WORK ITEM: Within the material below, count each line holding the string "recorded" and return the total alone.

═════ THE DATA

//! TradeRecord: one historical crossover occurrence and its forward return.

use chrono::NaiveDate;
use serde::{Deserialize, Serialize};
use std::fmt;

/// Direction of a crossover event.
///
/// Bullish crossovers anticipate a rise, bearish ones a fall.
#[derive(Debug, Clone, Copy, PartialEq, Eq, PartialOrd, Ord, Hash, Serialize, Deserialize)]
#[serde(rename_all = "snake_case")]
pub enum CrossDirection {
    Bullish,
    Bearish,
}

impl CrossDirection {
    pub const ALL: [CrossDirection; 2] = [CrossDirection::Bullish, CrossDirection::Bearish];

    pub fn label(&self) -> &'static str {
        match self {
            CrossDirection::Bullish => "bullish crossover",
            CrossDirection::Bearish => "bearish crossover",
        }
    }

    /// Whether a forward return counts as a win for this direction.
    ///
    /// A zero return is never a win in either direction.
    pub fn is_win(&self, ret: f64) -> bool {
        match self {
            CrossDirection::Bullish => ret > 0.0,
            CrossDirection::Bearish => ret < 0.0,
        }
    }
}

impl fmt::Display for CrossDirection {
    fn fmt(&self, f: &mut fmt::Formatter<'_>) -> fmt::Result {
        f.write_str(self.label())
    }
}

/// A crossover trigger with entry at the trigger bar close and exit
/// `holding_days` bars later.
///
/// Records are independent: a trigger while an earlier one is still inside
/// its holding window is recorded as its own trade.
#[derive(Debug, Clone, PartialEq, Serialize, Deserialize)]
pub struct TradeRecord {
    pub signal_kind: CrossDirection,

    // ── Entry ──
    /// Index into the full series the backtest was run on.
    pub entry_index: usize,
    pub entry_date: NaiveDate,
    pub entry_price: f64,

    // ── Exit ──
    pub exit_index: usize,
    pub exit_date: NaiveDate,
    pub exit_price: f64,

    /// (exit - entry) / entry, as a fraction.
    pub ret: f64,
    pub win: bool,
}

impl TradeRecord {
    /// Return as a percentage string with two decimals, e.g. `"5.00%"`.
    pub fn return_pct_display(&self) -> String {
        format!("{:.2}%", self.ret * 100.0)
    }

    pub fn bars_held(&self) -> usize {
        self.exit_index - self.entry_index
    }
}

══════════
═════ THE DATA

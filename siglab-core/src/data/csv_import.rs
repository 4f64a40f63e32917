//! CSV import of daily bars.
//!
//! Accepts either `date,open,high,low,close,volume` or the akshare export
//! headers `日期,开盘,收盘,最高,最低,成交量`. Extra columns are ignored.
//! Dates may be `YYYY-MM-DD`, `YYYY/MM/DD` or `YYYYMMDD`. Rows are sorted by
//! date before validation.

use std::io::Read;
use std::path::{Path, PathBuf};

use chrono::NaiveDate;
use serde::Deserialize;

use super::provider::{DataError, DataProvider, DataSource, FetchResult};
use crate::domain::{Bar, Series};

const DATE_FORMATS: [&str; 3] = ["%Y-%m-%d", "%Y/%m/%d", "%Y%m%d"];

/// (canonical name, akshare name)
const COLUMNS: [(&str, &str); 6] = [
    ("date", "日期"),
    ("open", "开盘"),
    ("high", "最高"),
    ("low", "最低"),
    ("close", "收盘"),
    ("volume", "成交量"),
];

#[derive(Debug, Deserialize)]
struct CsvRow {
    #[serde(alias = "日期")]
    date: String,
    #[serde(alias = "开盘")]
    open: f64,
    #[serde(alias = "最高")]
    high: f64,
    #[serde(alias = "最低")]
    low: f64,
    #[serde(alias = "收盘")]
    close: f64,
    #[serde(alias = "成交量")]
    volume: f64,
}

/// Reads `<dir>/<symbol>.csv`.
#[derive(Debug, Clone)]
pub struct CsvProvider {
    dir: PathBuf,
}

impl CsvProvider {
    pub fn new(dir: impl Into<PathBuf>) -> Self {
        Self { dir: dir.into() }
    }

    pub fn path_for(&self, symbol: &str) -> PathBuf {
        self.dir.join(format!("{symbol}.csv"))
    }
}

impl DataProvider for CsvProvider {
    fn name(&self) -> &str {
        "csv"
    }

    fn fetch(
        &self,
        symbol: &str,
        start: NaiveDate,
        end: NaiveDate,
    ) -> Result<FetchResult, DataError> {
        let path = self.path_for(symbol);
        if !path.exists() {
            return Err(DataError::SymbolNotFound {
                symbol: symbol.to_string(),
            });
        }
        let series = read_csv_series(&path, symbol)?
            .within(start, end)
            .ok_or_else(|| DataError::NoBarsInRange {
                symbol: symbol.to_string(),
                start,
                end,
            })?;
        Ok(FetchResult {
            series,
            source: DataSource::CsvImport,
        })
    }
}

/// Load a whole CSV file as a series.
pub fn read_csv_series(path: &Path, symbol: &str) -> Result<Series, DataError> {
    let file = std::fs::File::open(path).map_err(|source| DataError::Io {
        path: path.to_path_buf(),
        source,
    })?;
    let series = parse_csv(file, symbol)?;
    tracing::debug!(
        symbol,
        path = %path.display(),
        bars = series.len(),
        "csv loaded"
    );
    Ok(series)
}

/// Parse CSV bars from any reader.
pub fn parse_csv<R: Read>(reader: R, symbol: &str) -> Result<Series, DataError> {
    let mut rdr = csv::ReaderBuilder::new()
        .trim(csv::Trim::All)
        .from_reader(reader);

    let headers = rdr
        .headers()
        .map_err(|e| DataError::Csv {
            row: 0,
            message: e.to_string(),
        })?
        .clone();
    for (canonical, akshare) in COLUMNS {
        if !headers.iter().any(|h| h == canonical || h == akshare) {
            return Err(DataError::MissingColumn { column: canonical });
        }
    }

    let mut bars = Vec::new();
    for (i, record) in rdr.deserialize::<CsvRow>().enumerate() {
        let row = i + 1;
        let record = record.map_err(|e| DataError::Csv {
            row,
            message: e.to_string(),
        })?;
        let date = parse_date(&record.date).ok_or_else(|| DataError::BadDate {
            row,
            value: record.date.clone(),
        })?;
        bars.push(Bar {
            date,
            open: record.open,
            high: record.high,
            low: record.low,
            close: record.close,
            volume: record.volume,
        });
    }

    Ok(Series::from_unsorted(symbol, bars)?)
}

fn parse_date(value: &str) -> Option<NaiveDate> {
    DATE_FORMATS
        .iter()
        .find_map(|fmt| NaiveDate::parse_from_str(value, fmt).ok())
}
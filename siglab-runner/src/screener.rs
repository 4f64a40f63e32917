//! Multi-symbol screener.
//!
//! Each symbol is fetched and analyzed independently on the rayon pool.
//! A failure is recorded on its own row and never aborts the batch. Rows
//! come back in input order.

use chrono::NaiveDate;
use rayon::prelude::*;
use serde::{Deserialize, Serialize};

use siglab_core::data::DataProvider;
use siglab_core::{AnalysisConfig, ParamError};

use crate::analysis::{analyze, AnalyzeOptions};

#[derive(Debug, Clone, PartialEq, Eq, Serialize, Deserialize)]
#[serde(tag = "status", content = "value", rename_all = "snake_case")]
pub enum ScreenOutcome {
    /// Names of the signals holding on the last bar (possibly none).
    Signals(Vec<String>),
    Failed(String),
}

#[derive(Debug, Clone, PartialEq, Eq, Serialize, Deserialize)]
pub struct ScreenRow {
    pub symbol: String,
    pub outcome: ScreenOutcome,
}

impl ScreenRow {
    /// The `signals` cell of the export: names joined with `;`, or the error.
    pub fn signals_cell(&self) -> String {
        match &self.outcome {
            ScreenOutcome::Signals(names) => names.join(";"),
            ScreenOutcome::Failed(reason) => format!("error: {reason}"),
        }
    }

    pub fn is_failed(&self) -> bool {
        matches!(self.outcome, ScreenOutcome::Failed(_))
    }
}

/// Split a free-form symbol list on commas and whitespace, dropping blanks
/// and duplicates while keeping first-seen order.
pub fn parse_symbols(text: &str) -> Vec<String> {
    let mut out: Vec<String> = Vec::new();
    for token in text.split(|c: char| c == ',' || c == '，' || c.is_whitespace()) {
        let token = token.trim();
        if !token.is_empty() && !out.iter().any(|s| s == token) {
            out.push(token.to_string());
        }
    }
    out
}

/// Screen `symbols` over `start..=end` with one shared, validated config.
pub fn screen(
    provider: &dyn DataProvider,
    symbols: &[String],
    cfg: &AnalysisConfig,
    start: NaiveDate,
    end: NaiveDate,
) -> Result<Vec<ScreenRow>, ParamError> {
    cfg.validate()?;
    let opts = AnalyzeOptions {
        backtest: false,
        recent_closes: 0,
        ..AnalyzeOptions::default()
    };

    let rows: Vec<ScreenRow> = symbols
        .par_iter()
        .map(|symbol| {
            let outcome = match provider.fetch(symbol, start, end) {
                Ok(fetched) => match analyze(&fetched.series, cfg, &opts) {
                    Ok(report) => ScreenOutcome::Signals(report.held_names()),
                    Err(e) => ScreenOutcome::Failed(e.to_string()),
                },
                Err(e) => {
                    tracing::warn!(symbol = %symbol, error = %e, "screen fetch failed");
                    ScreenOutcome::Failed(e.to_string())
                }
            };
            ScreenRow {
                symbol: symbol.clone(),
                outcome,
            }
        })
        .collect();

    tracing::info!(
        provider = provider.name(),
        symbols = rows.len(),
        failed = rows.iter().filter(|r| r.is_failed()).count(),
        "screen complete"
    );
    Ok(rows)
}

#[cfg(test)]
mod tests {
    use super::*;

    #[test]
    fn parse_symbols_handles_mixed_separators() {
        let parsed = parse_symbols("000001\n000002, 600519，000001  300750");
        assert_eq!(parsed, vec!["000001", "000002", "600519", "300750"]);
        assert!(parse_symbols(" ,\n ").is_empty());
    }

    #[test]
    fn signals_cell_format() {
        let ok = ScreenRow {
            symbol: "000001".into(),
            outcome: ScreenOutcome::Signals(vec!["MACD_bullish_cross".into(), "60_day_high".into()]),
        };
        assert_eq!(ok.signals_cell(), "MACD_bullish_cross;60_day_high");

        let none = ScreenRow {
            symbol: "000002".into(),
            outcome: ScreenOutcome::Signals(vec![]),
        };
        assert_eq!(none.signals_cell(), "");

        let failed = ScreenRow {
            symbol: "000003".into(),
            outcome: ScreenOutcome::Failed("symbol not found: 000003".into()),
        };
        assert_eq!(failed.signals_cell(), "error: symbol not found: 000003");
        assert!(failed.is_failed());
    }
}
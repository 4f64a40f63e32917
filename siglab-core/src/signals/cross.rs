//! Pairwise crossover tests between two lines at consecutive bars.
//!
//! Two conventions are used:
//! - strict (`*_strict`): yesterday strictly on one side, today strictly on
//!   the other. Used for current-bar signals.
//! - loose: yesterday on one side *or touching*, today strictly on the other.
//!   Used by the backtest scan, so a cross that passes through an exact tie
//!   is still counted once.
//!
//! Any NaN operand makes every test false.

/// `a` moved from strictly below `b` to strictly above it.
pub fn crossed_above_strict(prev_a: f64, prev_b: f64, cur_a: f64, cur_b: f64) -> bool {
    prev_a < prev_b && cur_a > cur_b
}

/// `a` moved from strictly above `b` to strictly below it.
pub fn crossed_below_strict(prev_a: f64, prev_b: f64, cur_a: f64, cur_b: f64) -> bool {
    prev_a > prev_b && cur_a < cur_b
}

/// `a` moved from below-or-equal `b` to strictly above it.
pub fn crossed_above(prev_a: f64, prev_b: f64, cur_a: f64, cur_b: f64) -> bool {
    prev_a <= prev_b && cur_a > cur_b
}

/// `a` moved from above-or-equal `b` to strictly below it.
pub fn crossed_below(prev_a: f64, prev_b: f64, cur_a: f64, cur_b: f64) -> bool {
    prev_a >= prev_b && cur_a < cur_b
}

══════════

OUTPUT BELOW: 2